Sunday, January 29, 2012

More screenshots

Here are a couple of screenshots of the progress so far. The top one shows a landscape mode screenshot from Chrome, the bottom a portrait mode screenshot from Android. To avoid accidental actions, I'm putting the game actions (resign, draw, confirm, cancel) into a dropdown so that you have to select the option then hit OK to perform it. Other actions will also be in this dropdown (like player stats) to conserve screen space.

Chrome Screenshot:

Android Screenshot

Notice in this screenshot that the board isn't quite the whole width of the screen. I'm not sure what is causing this yet, and it only seem to happen at random on the first page load - if I hit refresh then it fixes itself and takes the whole screen width. Must be a timing issue somewhere, but the load is all done in the jQuery ready method, so I'm not sure what it is exactly related to. I thought it might be related to the fact that the images may not be fully loaded when I go through the computations, but I would hope that the browser would show the images at the size I assign at runtime even if they were not fully loaded. I might try not generating the board until after the images have loaded to see if that makes a difference.


Saturday, January 28, 2012

Android screenshot

Here is a quick screenshot of the play screen so far, as seen on an Android device:




GZip compression broken on Safari, Android?

I just tried testing the board page layout on devices other than Chrome on my Macbook, and had some surprising results. I use Tomcat for my app server for my java war file, and in my war file I have configured a GZip stream compressor I wrote years ago. Unknown to a lot of web users, browsers tell the servers if they support GZip compression for content, then the server can send the data back compressed for faster downloads. I just enabled this compression on the server side for .js and .css files, since the jQuery 7 .js file is over 100k. On Chrome this works fine, but on Safari on my Macbook and on the default browser on my Android phone the whole page broke. The reason seemed to be that those browsers were telling my server they supported GZip compression for those resources, but wasn't decompressing the data I sent down! I turned on the compression on my server for .js and .css files and, sure enough, the page started working again.
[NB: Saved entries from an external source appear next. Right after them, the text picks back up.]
//! Consistency models deciding when Add/Get traffic of a table touches its
//! storage relative to worker clocks.

mod asp;
mod bsp;
mod ssp;

use crate::mailbox::{Flag, Message, TableId, ThreadId};
use crate::server::Storage;
use crate::utils::ParasyncError;

use serde::{Deserialize, Serialize};

pub use asp::AspModel;
pub use bsp::BspModel;
pub use ssp::SspModel;

/// Consistency policy chosen at table creation.
#[derive(Debug, Clone, Copy, PartialEq, Eq, Serialize, Deserialize)]
pub enum ModelType {
    /// Asynchronous: everything applied and served immediately.
    Asp,
    /// Bulk synchronous: updates become visible only once every worker has
    /// clocked.
    Bsp,
    /// Stale synchronous with the given staleness bound.
    Ssp { staleness: u64 },
}

impl ModelType {
    /// Creates the model instance owning `storage` for table `model_id`.
    pub fn new_model(
        &self,
        model_id: TableId,
        storage: Box<dyn Storage>,
    ) -> ConsistencyModel {
        match *self {
            ModelType::Asp => {
                ConsistencyModel::Asp(AspModel::new(model_id, storage))
            }
            ModelType::Bsp => {
                ConsistencyModel::Bsp(BspModel::new(model_id, storage))
            }
            ModelType::Ssp { staleness } => ConsistencyModel::Ssp(
                SspModel::new(model_id, staleness, storage),
            ),
        }
    }
}

/// One table's consistency state machine on one server thread.
pub enum ConsistencyModel {
    Asp(AspModel),
    Bsp(BspModel),
    Ssp(SspModel),
}

impl ConsistencyModel {
    pub fn model_id(&self) -> TableId {
        match self {
            ConsistencyModel::Asp(m) => m.model_id(),
            ConsistencyModel::Bsp(m) => m.model_id(),
            ConsistencyModel::Ssp(m) => m.model_id(),
        }
    }

    /// Handles one message and returns the replies to send out. Messages
    /// for another model id or with an unrelated flag are ignored.
    pub fn handle(
        &mut self,
        msg: Message,
    ) -> Result<Vec<Message>, ParasyncError> {
        if msg.meta.model_id != self.model_id() {
            pf_debug!(
                "model {} ignoring msg for model {}",
                self.model_id(),
                msg.meta.model_id
            );
            return Ok(vec![]);
        }

        match (self, msg.meta.flag) {
            (ConsistencyModel::Asp(m), Flag::Add) => m.add(msg),
            (ConsistencyModel::Asp(m), Flag::Get) => m.get(msg),
            (ConsistencyModel::Asp(m), Flag::Clock) => m.clock(msg),
            (ConsistencyModel::Asp(m), Flag::ResetWorkerInModel) => {
                m.reset_worker(msg)
            }
            (ConsistencyModel::Bsp(m), Flag::Add) => m.add(msg),
            (ConsistencyModel::Bsp(m), Flag::Get) => m.get(msg),
            (ConsistencyModel::Bsp(m), Flag::Clock) => m.clock(msg),
            (ConsistencyModel::Bsp(m), Flag::ResetWorkerInModel) => {
                m.reset_worker(msg)
            }
            (ConsistencyModel::Ssp(m), Flag::Add) => m.add(msg),
            (ConsistencyModel::Ssp(m), Flag::Get) => m.get(msg),
            (ConsistencyModel::Ssp(m), Flag::Clock) => m.clock(msg),
            (ConsistencyModel::Ssp(m), Flag::ResetWorkerInModel) => {
                m.reset_worker(msg)
            }
            (_, flag) => {
                pf_debug!("ignoring {:?} from {}", flag, msg.meta.sender);
                Ok(vec![])
            }
        }
    }
}

/// Decodes the worker set of a `ResetWorkerInModel` message.
fn reset_tids(msg: &Message) -> Result<Vec<ThreadId>, ParasyncError> {
    msg.get_data::<ThreadId>(0)
}

#[cfg(test)]
pub(crate) mod test_helpers {
    use super::*;
    use crate::mailbox::Key;
    use crate::utils::Codec;

    pub(crate) const SERVER: ThreadId = ThreadId {
        node: 0,
        kind: crate::mailbox::ThreadKind::Server,
        slot: 0,
    };

    pub(crate) fn w(slot: u16) -> ThreadId {
        ThreadId::worker(0, slot)
    }

    pub(crate) fn reset(model_id: TableId, tids: &[ThreadId]) -> Message {
        Message::new(
            ThreadId::driver(0),
            SERVER,
            model_id,
            Flag::ResetWorkerInModel,
        )
        .with_data(tids)
    }

    pub(crate) fn add(
        model_id: TableId,
        from: ThreadId,
        keys: &[Key],
        vals: &[i64],
    ) -> Message {
        Message::new(from, SERVER, model_id, Flag::Add)
            .with_data(keys)
            .with_data(vals)
    }

    pub(crate) fn get(
        model_id: TableId,
        from: ThreadId,
        keys: &[Key],
    ) -> Message {
        Message::new(from, SERVER, model_id, Flag::Get).with_data(keys)
    }

    pub(crate) fn clock(model_id: TableId, from: ThreadId) -> Message {
        Message::new(from, SERVER, model_id, Flag::Clock)
    }

    /// Values carried by a Get reply.
    pub(crate) fn vals_of(reply: &Message) -> Vec<i64> {
        i64::decode(&reply.data[1]).unwrap()
    }
}

#[cfg(test)]
mod model_tests {
    use super::test_helpers::*;
    use super::*;
    use crate::server::StorageType;

    #[test]
    fn mismatched_model_id_ignored() -> Result<(), ParasyncError> {
        let mut model =
            ModelType::Asp.new_model(3, StorageType::Map.new_storage::<i64>());
        assert!(model.handle(add(4, w(0), &[1], &[5]))?.is_empty());
        assert!(model.handle(get(4, w(0), &[1]))?.is_empty());
        let replies = model.handle(get(3, w(0), &[1]))?;
        assert_eq!(vals_of(&replies[0]), vec![0]);
        Ok(())
    }

    #[test]
    fn unrelated_flag_ignored() -> Result<(), ParasyncError> {
        let mut model =
            ModelType::Bsp.new_model(0, StorageType::Map.new_storage::<i64>());
        let msg = Message::new(w(0), SERVER, 0, Flag::DoThis);
        assert!(model.handle(msg)?.is_empty());
        Ok(())
    }

    #[test]
    fn reset_replies_to_driver() -> Result<(), ParasyncError> {
        for model_type in
            [ModelType::Asp, ModelType::Bsp, ModelType::Ssp { staleness: 1 }]
        {
            let mut model = model_type
                .new_model(1, StorageType::Map.new_storage::<i64>());
            let replies = model.handle(reset(1, &[w(0), w(1)]))?;
            assert_eq!(replies.len(), 1);
            assert_eq!(replies[0].meta.flag, Flag::ResetWorkerInModel);
            assert_eq!(replies[0].meta.recver, ThreadId::driver(0));
            assert_eq!(replies[0].meta.sender, SERVER);
        }
        Ok(())
    }
}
Very weird, I'll have to report that to Google and Apple.

Thursday, January 26, 2012

Server side data storage and access

One of the biggest issues Chess Buddies has is performances - far too often the app just gives up waiting on the server to respond to a request. As a user, this is frustrating to say the least. So if Chess Juice is going to be a better mousetrap, it has to perform really well. Toward that end, I'll be using a split data storage approach on the server. For games in progress, where performance is a premium, all storage will be done using Lucene instead of a traditional sql-based server like MySQL. Lucene is very fast for look-ups, which is critical for checking on new moves for example.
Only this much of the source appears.